--- DATA EXCERPTS ---
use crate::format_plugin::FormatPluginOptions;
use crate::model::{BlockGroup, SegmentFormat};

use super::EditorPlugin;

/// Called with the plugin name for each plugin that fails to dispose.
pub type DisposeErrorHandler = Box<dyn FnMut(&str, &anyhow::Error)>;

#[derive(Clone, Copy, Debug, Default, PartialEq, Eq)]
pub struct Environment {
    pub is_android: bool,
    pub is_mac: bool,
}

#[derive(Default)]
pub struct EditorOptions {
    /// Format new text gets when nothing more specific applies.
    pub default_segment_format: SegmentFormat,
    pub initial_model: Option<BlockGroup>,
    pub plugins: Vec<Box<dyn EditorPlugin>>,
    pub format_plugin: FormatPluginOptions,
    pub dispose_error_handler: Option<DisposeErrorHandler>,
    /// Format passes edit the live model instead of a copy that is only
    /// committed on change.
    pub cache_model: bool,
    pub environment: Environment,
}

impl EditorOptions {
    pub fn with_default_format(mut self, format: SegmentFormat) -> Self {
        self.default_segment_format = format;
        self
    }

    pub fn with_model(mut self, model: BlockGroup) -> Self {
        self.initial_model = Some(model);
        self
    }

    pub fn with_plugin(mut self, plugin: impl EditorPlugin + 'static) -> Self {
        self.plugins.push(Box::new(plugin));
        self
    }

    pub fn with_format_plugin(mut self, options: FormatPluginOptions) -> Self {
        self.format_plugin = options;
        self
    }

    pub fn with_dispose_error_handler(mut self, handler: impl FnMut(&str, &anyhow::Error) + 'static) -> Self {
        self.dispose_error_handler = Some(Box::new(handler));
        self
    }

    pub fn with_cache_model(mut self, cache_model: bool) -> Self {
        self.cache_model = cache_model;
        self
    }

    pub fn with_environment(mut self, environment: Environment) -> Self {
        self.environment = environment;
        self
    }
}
---
--- DATA EXCERPTS ---
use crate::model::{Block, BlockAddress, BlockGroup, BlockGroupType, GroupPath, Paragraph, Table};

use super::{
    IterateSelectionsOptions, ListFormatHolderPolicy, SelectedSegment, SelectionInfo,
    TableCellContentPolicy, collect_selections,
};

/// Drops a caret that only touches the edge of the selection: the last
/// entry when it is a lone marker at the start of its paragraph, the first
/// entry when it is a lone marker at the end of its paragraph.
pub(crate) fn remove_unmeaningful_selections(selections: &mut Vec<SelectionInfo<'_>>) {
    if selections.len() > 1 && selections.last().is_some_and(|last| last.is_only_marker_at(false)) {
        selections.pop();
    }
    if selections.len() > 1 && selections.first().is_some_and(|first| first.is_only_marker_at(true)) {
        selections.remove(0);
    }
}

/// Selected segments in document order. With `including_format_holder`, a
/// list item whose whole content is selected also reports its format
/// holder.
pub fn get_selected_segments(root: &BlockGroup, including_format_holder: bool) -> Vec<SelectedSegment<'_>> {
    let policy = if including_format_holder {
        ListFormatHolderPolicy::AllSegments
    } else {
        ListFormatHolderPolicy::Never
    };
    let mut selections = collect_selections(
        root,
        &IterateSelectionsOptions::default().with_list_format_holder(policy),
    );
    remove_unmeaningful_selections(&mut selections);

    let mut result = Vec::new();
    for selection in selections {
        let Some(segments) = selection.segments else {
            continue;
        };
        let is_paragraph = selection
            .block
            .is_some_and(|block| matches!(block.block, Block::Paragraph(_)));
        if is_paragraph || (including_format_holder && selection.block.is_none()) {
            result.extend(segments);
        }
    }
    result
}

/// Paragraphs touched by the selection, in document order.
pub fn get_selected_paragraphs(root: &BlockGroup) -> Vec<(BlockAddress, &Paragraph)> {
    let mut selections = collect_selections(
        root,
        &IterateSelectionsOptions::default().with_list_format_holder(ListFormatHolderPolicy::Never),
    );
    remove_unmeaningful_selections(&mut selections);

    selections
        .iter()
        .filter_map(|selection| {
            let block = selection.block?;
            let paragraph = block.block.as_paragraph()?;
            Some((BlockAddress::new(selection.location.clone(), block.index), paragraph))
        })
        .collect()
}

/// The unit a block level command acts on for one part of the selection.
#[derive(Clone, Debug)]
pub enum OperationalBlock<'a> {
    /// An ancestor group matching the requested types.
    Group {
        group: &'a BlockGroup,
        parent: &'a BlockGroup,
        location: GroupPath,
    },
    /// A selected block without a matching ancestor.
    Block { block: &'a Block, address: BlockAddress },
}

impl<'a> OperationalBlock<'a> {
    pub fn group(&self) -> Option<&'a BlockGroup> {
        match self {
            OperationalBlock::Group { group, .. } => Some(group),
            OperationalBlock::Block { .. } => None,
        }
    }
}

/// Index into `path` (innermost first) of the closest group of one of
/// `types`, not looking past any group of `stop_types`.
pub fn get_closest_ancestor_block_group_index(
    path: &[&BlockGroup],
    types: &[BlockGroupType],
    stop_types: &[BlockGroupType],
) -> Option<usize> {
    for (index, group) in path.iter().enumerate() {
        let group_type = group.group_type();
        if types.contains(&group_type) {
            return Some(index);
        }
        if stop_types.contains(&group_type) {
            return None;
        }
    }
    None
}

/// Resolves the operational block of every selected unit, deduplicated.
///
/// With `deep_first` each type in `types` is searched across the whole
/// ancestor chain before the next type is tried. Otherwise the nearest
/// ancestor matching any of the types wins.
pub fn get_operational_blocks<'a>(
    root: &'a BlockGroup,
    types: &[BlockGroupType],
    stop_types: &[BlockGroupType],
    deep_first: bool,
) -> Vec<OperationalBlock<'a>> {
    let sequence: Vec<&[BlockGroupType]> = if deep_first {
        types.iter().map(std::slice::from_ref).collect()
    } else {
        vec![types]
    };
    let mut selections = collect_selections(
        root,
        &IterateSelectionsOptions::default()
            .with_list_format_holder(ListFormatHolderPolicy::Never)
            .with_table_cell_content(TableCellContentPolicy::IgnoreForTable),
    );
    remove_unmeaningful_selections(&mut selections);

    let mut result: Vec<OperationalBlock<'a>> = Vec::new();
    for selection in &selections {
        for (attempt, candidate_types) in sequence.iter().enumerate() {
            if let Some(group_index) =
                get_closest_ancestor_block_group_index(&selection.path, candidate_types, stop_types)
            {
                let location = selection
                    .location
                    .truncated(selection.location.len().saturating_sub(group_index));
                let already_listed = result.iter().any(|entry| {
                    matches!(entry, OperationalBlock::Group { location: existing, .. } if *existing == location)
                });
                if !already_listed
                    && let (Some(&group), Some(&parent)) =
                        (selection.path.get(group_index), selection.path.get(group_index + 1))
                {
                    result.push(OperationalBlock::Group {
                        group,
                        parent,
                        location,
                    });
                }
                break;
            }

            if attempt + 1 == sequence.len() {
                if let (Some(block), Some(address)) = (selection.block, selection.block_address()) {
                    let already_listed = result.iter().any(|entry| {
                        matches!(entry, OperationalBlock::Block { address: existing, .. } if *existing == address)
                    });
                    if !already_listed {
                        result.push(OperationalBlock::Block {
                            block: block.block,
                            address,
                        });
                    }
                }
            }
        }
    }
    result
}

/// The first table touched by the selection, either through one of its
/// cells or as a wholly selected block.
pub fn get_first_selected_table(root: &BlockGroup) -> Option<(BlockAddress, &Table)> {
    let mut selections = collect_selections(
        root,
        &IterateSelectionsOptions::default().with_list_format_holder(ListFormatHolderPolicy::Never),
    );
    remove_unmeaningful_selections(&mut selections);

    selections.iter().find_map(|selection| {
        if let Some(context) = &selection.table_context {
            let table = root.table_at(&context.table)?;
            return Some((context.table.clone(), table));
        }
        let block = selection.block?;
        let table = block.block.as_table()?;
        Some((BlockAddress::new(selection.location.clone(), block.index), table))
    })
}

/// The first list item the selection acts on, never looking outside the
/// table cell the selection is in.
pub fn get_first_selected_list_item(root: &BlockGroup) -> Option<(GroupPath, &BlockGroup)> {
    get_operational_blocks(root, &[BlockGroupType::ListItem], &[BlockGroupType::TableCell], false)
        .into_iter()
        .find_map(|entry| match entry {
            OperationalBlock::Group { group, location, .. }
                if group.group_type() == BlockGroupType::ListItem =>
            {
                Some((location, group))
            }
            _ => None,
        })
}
---
--- DATA EXCERPTS ---
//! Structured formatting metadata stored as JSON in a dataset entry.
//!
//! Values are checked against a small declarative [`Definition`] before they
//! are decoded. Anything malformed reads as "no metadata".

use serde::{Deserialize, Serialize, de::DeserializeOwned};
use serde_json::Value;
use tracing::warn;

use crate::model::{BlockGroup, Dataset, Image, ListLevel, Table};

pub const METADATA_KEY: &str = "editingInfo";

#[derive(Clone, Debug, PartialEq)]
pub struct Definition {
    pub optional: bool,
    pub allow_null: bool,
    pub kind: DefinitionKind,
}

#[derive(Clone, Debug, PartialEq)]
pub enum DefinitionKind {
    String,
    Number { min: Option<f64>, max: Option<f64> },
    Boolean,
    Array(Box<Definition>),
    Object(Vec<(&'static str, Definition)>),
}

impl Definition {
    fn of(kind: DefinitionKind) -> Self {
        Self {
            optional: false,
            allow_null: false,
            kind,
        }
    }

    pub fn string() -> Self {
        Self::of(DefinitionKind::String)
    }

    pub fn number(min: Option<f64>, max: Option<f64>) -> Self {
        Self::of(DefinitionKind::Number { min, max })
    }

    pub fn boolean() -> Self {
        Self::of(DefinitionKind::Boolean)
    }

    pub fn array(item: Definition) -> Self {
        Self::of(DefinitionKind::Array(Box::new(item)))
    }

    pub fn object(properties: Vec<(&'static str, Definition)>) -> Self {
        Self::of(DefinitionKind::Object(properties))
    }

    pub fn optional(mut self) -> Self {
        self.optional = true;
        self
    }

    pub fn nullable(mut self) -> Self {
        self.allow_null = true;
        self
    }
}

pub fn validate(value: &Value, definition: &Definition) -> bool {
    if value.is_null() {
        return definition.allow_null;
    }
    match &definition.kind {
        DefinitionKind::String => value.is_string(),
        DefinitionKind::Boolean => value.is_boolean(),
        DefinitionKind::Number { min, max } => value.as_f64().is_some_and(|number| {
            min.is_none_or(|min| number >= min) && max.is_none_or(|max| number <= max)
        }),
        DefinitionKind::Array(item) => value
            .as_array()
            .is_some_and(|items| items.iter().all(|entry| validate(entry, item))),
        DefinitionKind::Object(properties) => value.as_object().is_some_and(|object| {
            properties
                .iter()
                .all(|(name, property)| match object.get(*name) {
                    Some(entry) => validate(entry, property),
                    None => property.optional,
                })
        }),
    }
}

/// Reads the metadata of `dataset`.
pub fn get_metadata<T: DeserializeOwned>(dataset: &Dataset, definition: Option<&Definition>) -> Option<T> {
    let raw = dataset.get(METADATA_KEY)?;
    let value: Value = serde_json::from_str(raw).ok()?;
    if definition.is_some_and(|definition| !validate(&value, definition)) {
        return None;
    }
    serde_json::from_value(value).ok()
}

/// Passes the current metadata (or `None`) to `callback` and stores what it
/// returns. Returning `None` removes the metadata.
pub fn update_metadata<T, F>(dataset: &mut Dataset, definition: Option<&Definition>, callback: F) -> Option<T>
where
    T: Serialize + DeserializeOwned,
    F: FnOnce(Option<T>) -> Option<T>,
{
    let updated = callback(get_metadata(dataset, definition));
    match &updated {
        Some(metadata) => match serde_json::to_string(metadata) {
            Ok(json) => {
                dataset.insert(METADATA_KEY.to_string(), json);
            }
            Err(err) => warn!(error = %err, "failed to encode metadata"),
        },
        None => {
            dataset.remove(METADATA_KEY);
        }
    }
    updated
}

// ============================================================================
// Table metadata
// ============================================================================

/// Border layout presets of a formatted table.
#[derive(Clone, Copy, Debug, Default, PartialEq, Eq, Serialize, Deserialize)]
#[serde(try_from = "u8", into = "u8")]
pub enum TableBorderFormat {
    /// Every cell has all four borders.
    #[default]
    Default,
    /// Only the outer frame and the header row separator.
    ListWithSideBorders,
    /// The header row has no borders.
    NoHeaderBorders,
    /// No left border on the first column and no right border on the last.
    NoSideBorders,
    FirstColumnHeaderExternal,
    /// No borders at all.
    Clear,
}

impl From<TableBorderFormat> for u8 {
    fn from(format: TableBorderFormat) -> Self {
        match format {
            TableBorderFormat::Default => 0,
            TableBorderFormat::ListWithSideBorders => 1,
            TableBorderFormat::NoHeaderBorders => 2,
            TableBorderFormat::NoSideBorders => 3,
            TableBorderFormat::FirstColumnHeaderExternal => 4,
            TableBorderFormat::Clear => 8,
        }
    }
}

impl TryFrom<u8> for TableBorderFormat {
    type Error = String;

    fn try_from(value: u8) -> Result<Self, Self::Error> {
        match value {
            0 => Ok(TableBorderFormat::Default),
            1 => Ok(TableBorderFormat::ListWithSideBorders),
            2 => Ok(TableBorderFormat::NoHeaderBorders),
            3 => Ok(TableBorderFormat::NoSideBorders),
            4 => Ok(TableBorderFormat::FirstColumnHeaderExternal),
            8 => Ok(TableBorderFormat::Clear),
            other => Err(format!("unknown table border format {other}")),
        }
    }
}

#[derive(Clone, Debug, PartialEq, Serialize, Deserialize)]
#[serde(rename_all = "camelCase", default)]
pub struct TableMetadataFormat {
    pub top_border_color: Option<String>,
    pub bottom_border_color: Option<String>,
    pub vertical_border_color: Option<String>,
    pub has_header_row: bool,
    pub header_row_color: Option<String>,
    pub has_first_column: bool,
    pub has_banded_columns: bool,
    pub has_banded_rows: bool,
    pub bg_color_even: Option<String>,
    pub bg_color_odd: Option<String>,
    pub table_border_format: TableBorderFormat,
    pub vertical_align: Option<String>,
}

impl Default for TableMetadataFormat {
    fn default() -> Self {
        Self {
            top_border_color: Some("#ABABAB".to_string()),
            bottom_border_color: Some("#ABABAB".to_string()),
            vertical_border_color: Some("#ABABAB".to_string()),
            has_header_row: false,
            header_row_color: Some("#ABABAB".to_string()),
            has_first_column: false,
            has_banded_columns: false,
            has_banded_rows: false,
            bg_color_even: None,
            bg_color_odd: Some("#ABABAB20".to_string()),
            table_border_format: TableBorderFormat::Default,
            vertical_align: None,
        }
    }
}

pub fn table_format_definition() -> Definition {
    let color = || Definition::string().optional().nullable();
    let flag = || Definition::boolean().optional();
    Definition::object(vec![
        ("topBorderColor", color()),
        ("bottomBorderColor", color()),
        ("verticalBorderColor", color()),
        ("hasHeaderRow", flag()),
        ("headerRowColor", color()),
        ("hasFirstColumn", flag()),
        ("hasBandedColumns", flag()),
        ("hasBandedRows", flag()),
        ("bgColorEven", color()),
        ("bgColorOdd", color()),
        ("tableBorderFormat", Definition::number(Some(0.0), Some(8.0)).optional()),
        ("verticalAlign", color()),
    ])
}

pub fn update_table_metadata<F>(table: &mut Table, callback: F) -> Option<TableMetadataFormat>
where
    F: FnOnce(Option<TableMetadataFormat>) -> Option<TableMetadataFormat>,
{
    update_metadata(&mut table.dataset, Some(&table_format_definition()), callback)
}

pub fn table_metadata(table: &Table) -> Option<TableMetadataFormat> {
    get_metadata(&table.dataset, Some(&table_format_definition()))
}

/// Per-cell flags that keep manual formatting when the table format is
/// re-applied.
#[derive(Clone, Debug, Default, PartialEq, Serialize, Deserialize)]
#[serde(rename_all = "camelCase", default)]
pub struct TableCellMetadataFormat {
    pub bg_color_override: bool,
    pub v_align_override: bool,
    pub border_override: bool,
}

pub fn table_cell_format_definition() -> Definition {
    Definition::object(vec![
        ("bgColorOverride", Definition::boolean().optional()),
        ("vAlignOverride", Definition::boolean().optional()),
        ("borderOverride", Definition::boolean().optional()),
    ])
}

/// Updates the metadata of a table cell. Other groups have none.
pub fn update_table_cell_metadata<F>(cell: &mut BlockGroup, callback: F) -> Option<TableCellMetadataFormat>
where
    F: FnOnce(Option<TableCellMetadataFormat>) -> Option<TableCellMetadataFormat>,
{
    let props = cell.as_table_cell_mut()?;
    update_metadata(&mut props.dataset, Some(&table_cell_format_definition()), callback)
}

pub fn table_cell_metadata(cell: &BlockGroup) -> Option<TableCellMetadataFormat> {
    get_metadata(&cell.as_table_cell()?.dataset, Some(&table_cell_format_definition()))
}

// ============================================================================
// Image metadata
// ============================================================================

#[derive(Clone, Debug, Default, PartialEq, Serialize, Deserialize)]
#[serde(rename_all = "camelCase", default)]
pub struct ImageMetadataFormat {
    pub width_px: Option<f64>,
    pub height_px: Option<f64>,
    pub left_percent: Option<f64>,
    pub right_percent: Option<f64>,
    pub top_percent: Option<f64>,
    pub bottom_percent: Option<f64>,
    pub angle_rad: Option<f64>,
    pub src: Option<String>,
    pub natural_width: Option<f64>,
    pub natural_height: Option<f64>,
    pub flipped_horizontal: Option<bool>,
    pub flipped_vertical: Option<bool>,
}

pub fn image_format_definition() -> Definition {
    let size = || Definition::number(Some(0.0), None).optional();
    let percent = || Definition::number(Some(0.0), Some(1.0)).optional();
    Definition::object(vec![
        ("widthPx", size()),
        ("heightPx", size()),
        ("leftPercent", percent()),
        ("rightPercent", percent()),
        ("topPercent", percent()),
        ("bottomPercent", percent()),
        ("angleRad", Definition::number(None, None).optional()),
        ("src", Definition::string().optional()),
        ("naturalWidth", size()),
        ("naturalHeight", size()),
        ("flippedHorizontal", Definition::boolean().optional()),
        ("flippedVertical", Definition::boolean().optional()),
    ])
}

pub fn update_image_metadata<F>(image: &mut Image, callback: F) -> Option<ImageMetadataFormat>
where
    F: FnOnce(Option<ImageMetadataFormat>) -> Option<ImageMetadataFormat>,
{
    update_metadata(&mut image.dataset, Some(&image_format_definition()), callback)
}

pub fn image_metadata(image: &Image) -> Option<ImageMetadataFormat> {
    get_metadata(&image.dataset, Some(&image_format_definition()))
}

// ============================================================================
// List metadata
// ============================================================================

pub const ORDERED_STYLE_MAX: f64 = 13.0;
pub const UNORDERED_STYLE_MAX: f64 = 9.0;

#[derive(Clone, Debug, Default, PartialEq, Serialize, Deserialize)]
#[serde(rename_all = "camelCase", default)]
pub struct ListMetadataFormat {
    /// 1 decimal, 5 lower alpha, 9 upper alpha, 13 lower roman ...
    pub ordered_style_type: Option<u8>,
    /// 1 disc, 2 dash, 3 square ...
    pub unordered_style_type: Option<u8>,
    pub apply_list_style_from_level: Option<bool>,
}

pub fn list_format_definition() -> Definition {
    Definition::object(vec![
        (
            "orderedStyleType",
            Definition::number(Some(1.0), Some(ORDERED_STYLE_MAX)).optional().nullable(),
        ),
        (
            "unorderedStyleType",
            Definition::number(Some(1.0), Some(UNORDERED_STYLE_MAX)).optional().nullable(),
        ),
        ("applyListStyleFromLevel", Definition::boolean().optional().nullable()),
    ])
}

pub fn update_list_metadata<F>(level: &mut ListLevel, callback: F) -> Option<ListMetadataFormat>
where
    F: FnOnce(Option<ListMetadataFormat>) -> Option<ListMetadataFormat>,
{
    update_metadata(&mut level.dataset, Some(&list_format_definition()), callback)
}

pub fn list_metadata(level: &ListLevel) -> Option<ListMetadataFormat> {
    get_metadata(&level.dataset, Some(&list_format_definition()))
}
---
**EXERCISE DIRECTIONS**: In the lines above, find the word "root" and copy every line it occurs in.

**YOUR RESPONSE**:
pub fn get_selected_segments(root: &BlockGroup, including_format_holder: bool) -> Vec<SelectedSegment<'_>> {
        root,
pub fn get_selected_paragraphs(root: &BlockGroup) -> Vec<(BlockAddress, &Paragraph)> {
        root,
    root: &'a BlockGroup,
        root,
pub fn get_first_selected_table(root: &BlockGroup) -> Option<(BlockAddress, &Table)> {
        root,
            let table = root.table_at(&context.table)?;
pub fn get_first_selected_list_item(root: &BlockGroup) -> Option<(GroupPath, &BlockGroup)> {
    get_operational_blocks(root, &[BlockGroupType::ListItem], &[BlockGroupType::TableCell], false)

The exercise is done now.